- DATA FOR REVIEW:
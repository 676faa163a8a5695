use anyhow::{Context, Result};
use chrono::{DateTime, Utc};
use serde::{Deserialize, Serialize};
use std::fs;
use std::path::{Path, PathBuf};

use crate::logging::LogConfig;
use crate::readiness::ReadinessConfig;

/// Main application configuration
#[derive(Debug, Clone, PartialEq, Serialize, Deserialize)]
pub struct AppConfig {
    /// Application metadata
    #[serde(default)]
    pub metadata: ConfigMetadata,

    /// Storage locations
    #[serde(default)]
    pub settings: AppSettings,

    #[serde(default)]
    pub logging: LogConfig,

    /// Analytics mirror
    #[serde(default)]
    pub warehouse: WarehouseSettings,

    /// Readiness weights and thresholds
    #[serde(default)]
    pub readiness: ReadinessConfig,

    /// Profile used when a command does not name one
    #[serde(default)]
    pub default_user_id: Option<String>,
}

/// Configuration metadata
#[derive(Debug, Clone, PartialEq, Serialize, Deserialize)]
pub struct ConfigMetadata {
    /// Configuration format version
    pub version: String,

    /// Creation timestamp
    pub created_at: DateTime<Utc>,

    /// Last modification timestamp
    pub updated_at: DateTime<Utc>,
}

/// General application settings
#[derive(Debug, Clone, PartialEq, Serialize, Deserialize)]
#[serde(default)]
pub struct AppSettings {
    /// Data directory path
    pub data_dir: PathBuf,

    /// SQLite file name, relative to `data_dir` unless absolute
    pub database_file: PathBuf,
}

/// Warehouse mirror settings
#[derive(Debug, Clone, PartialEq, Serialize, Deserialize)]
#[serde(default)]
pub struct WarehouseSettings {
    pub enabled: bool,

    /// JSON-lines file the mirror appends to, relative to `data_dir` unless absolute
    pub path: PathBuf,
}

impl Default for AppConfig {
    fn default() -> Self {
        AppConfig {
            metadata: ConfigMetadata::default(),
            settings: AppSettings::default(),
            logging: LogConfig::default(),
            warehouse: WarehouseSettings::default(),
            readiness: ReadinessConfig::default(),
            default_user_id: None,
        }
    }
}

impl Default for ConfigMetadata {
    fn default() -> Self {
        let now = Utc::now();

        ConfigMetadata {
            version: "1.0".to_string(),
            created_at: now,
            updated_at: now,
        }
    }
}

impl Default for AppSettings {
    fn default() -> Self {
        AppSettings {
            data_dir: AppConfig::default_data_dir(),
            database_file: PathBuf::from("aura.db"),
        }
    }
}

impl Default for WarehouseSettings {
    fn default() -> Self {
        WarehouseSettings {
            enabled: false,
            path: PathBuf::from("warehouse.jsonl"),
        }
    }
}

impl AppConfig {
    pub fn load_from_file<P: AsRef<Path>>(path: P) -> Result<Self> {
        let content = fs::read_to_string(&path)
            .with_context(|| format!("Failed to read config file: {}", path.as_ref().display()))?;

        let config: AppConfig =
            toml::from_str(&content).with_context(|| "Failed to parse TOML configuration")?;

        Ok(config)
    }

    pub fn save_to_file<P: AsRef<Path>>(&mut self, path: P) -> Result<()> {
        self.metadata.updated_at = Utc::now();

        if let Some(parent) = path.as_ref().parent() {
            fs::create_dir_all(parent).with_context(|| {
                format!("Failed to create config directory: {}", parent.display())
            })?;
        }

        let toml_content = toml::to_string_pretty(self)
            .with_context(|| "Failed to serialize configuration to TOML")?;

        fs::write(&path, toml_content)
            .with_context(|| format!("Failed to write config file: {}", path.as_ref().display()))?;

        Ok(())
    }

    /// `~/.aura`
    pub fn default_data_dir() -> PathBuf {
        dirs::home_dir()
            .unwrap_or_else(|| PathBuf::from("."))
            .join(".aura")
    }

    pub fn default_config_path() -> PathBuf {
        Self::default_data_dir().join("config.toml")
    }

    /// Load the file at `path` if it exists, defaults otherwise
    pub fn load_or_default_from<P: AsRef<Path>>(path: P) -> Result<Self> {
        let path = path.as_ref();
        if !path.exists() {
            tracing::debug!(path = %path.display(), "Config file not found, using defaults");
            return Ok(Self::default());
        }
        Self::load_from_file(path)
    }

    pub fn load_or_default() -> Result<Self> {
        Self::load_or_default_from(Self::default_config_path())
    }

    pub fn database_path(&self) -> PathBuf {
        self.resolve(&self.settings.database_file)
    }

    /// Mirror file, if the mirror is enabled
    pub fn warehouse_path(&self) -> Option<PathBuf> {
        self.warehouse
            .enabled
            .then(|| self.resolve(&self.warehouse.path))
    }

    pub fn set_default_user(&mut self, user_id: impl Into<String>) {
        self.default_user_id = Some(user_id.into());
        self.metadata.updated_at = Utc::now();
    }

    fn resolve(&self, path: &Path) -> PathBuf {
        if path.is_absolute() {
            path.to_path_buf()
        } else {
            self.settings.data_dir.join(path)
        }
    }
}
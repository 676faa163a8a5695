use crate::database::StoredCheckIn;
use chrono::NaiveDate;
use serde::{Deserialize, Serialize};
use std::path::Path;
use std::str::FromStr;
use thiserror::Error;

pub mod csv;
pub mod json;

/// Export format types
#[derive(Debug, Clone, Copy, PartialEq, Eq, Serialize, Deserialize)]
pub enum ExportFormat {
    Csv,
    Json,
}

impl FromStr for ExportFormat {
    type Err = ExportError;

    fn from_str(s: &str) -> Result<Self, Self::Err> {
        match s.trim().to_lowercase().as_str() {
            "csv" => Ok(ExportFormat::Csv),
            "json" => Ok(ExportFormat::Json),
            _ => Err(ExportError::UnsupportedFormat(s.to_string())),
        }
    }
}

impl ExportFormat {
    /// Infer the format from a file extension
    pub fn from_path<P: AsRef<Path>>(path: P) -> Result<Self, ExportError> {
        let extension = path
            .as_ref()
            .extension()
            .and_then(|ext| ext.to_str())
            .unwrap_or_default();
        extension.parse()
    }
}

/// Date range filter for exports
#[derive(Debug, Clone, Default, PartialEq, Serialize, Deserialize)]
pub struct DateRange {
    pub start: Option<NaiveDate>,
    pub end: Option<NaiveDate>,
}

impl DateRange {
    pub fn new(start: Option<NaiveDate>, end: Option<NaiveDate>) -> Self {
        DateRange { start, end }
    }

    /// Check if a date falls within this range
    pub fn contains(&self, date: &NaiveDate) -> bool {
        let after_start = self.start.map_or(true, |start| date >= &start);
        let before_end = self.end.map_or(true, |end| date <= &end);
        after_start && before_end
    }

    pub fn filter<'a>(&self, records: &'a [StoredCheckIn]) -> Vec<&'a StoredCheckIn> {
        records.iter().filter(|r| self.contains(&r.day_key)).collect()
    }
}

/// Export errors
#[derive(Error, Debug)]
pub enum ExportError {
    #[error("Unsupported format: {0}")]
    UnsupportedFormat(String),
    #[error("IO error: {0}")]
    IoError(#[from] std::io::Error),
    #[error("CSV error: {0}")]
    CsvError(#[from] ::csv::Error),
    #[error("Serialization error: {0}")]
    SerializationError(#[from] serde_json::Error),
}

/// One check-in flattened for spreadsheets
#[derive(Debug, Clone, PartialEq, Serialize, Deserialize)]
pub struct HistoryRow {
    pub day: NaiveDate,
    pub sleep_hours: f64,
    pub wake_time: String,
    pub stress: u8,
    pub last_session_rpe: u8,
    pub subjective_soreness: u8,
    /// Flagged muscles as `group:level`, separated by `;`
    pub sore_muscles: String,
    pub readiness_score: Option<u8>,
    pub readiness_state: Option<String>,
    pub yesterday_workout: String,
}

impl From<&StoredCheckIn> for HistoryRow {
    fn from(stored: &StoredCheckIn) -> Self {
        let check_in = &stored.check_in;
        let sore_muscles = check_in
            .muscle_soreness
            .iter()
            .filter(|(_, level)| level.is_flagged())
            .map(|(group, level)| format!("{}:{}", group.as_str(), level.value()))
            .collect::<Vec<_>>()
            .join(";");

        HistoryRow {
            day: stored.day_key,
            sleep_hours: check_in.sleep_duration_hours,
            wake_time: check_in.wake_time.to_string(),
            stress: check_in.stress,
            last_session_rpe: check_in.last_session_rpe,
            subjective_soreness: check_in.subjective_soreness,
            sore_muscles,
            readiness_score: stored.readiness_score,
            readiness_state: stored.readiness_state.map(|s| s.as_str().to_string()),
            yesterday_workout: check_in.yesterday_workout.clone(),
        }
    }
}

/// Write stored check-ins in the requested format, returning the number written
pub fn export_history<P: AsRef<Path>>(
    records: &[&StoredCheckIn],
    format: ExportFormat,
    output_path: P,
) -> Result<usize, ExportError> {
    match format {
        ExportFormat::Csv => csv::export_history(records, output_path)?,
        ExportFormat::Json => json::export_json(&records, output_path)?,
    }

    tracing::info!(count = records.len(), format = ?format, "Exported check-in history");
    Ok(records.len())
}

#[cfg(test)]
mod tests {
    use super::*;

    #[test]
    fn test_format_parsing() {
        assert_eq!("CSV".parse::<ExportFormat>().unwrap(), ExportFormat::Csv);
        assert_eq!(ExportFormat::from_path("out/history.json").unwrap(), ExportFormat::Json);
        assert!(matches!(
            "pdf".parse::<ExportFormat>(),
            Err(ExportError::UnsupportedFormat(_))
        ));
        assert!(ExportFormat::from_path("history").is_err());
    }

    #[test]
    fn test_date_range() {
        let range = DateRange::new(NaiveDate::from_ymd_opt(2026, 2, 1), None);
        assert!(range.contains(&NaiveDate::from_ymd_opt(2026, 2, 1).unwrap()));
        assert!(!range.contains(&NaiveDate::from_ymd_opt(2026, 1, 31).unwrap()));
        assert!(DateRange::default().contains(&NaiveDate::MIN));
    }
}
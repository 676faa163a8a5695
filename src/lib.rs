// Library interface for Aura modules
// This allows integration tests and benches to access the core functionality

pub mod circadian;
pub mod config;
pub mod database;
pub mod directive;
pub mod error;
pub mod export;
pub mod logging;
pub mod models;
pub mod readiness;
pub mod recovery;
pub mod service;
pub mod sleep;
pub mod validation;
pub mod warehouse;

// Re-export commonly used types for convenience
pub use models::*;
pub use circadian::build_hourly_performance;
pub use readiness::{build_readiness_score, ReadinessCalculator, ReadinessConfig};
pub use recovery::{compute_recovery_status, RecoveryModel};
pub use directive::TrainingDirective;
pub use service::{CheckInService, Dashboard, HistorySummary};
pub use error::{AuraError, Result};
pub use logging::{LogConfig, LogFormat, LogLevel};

- ACTION ITEM:
Lines holding the string "Some" must be copied out of the entries above.

- EXERCISE RESPONSE:
        if let Some(parent) = path.as_ref().parent() {
        self.default_user_id = Some(user_id.into());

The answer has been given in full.